Mas que conteúdo é esse, transmitido através de coisas como dois pares de sapatos alinhados na frente da porta de um quarto? Essa é uma pergunta talvez tão complexa quanto a que fiz no começo do texto. Numa visão mais rasa, “Era Uma Vez em Tóquio” mostra uma interessante visão de como era a Tóquio dos Anos 50, historicamente e culturalmente. Hoje a cidade tem uma das maiores densidades populacionais do mundo e é um grande centro financeiro. Na época, alternativamente, ela não passava de alguns prédios e um aglomerado de pessoas, o que já era o bastante para abalar o mundo dos protagonistas acostumados com seu vilarejo. Muito da cultura também pode ser notada nas atitudes do elenco e até mesmo no comentado posicionamento de câmera, que fica perto do chão para acompanhar os personagens agachados. No fundo, essa cultura diferente não importa muito para o desenvolvimento da história — uma vez que esse é o considerado normal para os japoneses — mas pode mostrar-se interessante para os que procuram uma folga dos cenários ocidentais.

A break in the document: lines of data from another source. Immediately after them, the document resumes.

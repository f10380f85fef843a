//! Payout worker binary
//!
//! Wires the engine, dispatcher, and broadcast bus together and runs until
//! interrupted. The external rail is the in-process mock provider until a
//! production rail adapter is configured.

use ledger_core::{EventRecord, Store};
use message_bus::BroadcastBus;
use payout_engine::{Config, MockPayoutProvider, PayoutEngine, PayoutService};
use std::sync::Arc;

#[tokio::main]
async fn main() -> anyhow::Result<()> {
    // Initialize tracing
    tracing_subscriber::fmt()
        .with_env_filter(
            tracing_subscriber::EnvFilter::from_default_env()
                .add_directive(tracing::Level::INFO.into()),
        )
        .init();

    tracing::info!("Starting PayRail payout worker");

    // Load configuration
    let config = Config::from_env()?;

    // Wire storage, fan-out, and the provider
    let store = Arc::new(Store::new());
    let bus: Arc<BroadcastBus<EventRecord>> = Arc::new(BroadcastBus::new(1024));
    let provider = Arc::new(MockPayoutProvider::new());
    tracing::warn!("Mock payout provider wired; external calls stay in-process");

    let engine = Arc::new(PayoutEngine::new(store, provider, bus, config.clone())?);
    let service = PayoutService::start(engine, &config);

    tracing::info!("Payout worker ready");

    tokio::signal::ctrl_c().await?;

    tracing::info!("Shutting down payout worker");
    service.shutdown().await;

    Ok(())
}
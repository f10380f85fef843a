//! External payout provider contract
//!
//! The provider is an outbound RPC that MUST deduplicate by idempotency key:
//! retrying a request whose key already succeeded returns the original
//! external id instead of paying twice. Failures are classified as transient
//! (retry with backoff) or permanent (fail the payout).

use crate::error::Error;
use async_trait::async_trait;
use dashmap::DashMap;
use ledger_core::Amount;
use parking_lot::Mutex;
use std::collections::VecDeque;
use std::sync::atomic::{AtomicU64, Ordering};
use thiserror::Error as ThisError;
use uuid::Uuid;

/// Outbound payout request
#[derive(Debug, Clone)]
pub struct ProviderRequest {
    /// Dedup key, forwarded verbatim from the payout
    pub idempotency_key: String,

    /// Amount to transfer
    pub amount: Amount,

    /// Recipient account at the provider
    pub recipient_account: String,

    /// Recipient display name
    pub recipient_name: String,
}

/// Successful provider response
#[derive(Debug, Clone, PartialEq, Eq)]
pub struct ProviderReceipt {
    /// Provider-side payout id
    pub external_id: String,
}

/// Provider failure classification
#[derive(Debug, Clone, ThisError)]
pub enum ProviderError {
    /// Worth retrying with backoff
    #[error("transient: {0}")]
    Transient(String),

    /// Will not succeed; fail the payout
    #[error("permanent: {0}")]
    Permanent(String),
}

impl From<ProviderError> for Error {
    fn from(err: ProviderError) -> Self {
        match err {
            ProviderError::Transient(msg) => Error::ProviderTransient(msg),
            ProviderError::Permanent(msg) => Error::ProviderPermanent(msg),
        }
    }
}

/// External payout rail
#[async_trait]
pub trait PayoutProvider: Send + Sync {
    /// Execute (or deduplicate) one payout
    async fn send_payout(
        &self,
        request: &ProviderRequest,
    ) -> std::result::Result<ProviderReceipt, ProviderError>;
}

/// In-process provider stand-in.
///
/// Deduplicates by idempotency key like a production rail and supports
/// scripted failure injection, which is how the crash and retry scenarios
/// are exercised in tests.
#[derive(Default)]
pub struct MockPayoutProvider {
    receipts: DashMap<String, ProviderReceipt>,
    script: Mutex<VecDeque<ProviderError>>,
    calls: AtomicU64,
}

impl MockPayoutProvider {
    /// Create a provider that succeeds on every call
    pub fn new() -> Self {
        Self::default()
    }

    /// Queue a failure for an upcoming call. Failures are consumed in order
    /// before any new receipt is issued.
    pub fn fail_next(&self, error: ProviderError) {
        self.script.lock().push_back(error);
    }

    /// Total calls observed, including deduplicated ones
    pub fn call_count(&self) -> u64 {
        self.calls.load(Ordering::SeqCst)
    }

    /// Distinct successful payouts executed (dedup hits do not count)
    pub fn receipt_count(&self) -> usize {
        self.receipts.len()
    }
}

#[async_trait]
impl PayoutProvider for MockPayoutProvider {
    async fn send_payout(
        &self,
        request: &ProviderRequest,
    ) -> std::result::Result<ProviderReceipt, ProviderError> {
        self.calls.fetch_add(1, Ordering::SeqCst);

        // Dedup wins over everything else: a key that already succeeded
        // keeps returning the original receipt
        if let Some(receipt) = self.receipts.get(&request.idempotency_key) {
            return Ok(receipt.clone());
        }

        if let Some(error) = self.script.lock().pop_front() {
            return Err(error);
        }

        let receipt = ProviderReceipt {
            external_id: format!("ext_{}", Uuid::new_v4().simple()),
        };
        self.receipts
            .insert(request.idempotency_key.clone(), receipt.clone());
        Ok(receipt)
    }
}
impl IntakeOutcome {
    /// The stored payout either way
    pub fn payout(&self) -> &Payout {
        match self {
            IntakeOutcome::Created(p) | IntakeOutcome::Replayed(p) => p,
        }
    }

    /// True when the request matched an existing payout
    pub fn is_replay(&self) -> bool {
        matches!(self, IntakeOutcome::Replayed(_))
    }
}

/// Exactly-once payout engine over the ledger store
pub struct PayoutEngine {
    store: Arc<Store>,
    chart: ChartHandles,
    provider: Arc<dyn PayoutProvider>,
    publisher: Arc<dyn Publisher<EventRecord>>,
    config: Config,
    metrics: Metrics,
}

Vendo de uma forma mais profunda, “Era Uma Vez Em Tóquio” mostra sua verdadeira magia no bate bapo entre amigos de anos, entre um velho e a viúva de seu filho ou entre marido e mulher — que se vêem mais como pais de seus filhos e avôs de seus netos do que como um casal. A visita dos protagonistas não tem motivo nenhum em especial, mas evoca dilemas que nem parecem que serão abordados. Afinal de contas, espontaneidade significa não ter pressa para dizer o que é dito naturalmente. É aí que entram os valores de família, um tema que vai além de história e cultura e dá origem a ramificações morais e semânticas sobre a visão do diretor. O carinho dos pais deveria ser o bastante para justificar a atenção dos filhos, mas não é. A atenção dada está bem distante da simplicidade do sentimento que originou a visita, em primeiro lugar. Seria isso um reflexo da diferença entre gerações ou apenas uma divergência de caráter? Os pais criam os filhos esperando criar pessoas nobres e vêem algo completamente diferente. Não é como um investimento, os pais que tratam os filhos como projetos pessoais, este caso é uma situação de altruísmo retribuído com o mais puro egoísmo.

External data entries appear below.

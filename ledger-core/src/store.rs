//! Single-writer storage engine
//!
//! All tables live behind one write lock. A unit of work stages its writes
//! against a snapshot of the committed state and applies them only when the
//! closure returns `Ok`; an `Err` leaves no trace, including no consumed
//! event sequence numbers. Holding the lock for the whole unit serializes
//! every state transition, which subsumes row-level `SELECT ... FOR UPDATE`:
//! transitions of one payout are totally ordered and no unit ever observes
//! another unit's partial writes.
//!
//! # Tables
//!
//! - `accounts` - Account catalog (unique code index)
//! - `transactions` / `entries` - Append-only double-entry books
//! - `events` - Ordered event log (unique event id, dense sequence)
//! - `payouts` - Payout rows (unique idempotency key index)
//! - `balances` / `payout_summaries` / `transaction_summaries` - Read models

use crate::{
    error::{Error, Result},
    metrics::Metrics,
    types::{
        Account, AccountBalance, AccountId, AggregateType, EntryPage, EventRecord, LedgerEntry,
        LedgerTransaction, PageCursor, Payout, PayoutPage, PayoutStatus, PayoutSummary,
        TransactionId, TransactionSummary,
    },
};
use parking_lot::RwLock;
use std::collections::HashMap;
use uuid::Uuid;

/// Source of event sequence numbers.
///
/// The default [`GaplessCounter`] yields the dense set {1..N} over committed
/// events. A skip-tolerant allocator (database-sequence style, where aborted
/// reservations are lost) may be plugged in instead; doing so weakens the
/// density guarantee to "strictly increasing".
pub trait SequenceAllocator: Send + Sync {
    /// Highest sequence number ever committed
    fn last_committed(&self) -> u64;

    /// Record `high` as committed at the end of a successful unit
    fn commit(&mut self, high: u64);
}

/// Dense allocator. Units reserve numbers from `last_committed + 1` upward;
/// reservations of aborted units are never observable.
#[derive(Debug, Default)]
pub struct GaplessCounter {
    last: u64,
}

impl SequenceAllocator for GaplessCounter {
    fn last_committed(&self) -> u64 {
        self.last
    }

    fn commit(&mut self, high: u64) {
        debug_assert!(high >= self.last);
        self.last = high;
    }
}

/// Committed state
struct Tables {
    accounts: HashMap<AccountId, Account>,
    account_codes: HashMap<String, AccountId>,

    transactions: HashMap<TransactionId, LedgerTransaction>,
    entries: Vec<LedgerEntry>,
    entries_by_account: HashMap<AccountId, Vec<usize>>,
    entries_by_transaction: HashMap<TransactionId, Vec<usize>>,

    events: Vec<EventRecord>,
    events_by_id: HashMap<String, usize>,

    payouts: HashMap<Uuid, Payout>,
    payouts_by_key: HashMap<String, Uuid>,

    balances: HashMap<AccountId, AccountBalance>,
    payout_summaries: HashMap<Uuid, PayoutSummary>,
    transaction_summaries: HashMap<TransactionId, TransactionSummary>,

    allocator: Box<dyn SequenceAllocator>,
}

impl Tables {
    fn new(allocator: Box<dyn SequenceAllocator>) -> Self {
        Self {
            accounts: HashMap::new(),
            account_codes: HashMap::new(),
            transactions: HashMap::new(),
            entries: Vec::new(),
            entries_by_account: HashMap::new(),
            entries_by_transaction: HashMap::new(),
            events: Vec::new(),
            events_by_id: HashMap::new(),
            payouts: HashMap::new(),
            payouts_by_key: HashMap::new(),
            balances: HashMap::new(),
            payout_summaries: HashMap::new(),
            transaction_summaries: HashMap::new(),
            allocator,
        }
    }

    /// Apply a staged unit. Infallible: every constraint was checked against
    /// this same state under the lock before commit.
    fn apply(&mut self, staged: Staged, high_sequence: u64) {
        for account in staged.accounts {
            self.account_codes.insert(account.code.clone(), account.id);
            self.accounts.insert(account.id, account);
        }

        for txn in staged.transactions {
            self.transactions.insert(txn.id.clone(), txn);
        }

        for entry in staged.entries {
            let idx = self.entries.len();
            self.entries_by_account
                .entry(entry.account_id)
                .or_default()
                .push(idx);
            self.entries_by_transaction
                .entry(entry.transaction_id.clone())
                .or_default()
                .push(idx);
            self.entries.push(entry);
        }

        for event in staged.events {
            debug_assert_eq!(
                event.sequence as usize,
                self.events.len() + 1,
                "event sequence must stay dense"
            );
            self.events_by_id
                .insert(event.event_id.clone(), self.events.len());
            self.events.push(event);
        }

        for payout in staged.payouts {
            self.payouts_by_key
                .insert(payout.idempotency_key.clone(), payout.id);
            self.payouts.insert(payout.id, payout);
        }

        for balance in staged.balances {
            self.balances.insert(balance.account_id, balance);
        }

        for summary in staged.payout_summaries {
            self.payout_summaries.insert(summary.payout_id, summary);
        }

        for summary in staged.transaction_summaries {
            self.transaction_summaries
                .insert(summary.transaction_id.clone(), summary);
        }

        self.allocator.commit(high_sequence);
    }
}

A partir disso Yasujirô Ozu desenvolve seu comentário a respeito da vida e dos valores aceitos como essenciais. Os bons modos estão ali como se fossem itens numa lista de afazeres feita por obrigação em vez de por vontade própria, as máscaras caem e logo revela-se que tudo é artificial, desprovido de sentimento e sinceridade. “Era Uma Vez em Tóquio” é uma visão de mundo genial, na qual crianças mal criadas acabam sendo algumas das poucas pessoas verdadeiras, pois ao menos são sinceras em sua desobediência.
São retratos opostos que criam divergências naturais e constroem os temas de “Era uma Vez em Tóquio”. Este não é um filme em que se pode analisar claramente a função de um personagem ou de um artifício na trama. A imprevisibilidade presente aqui é a mesma da vida real, não há como dizer o que vem a seguir, pois estamos sujeitos ao acaso do cotidiano. Apenas outro sinal da abordagem realista e eficiente que Ozu usa para contar sua história sobre as frustrações e dilemas pequenos, mas não pouco impactantes enfrentados no dia a dia.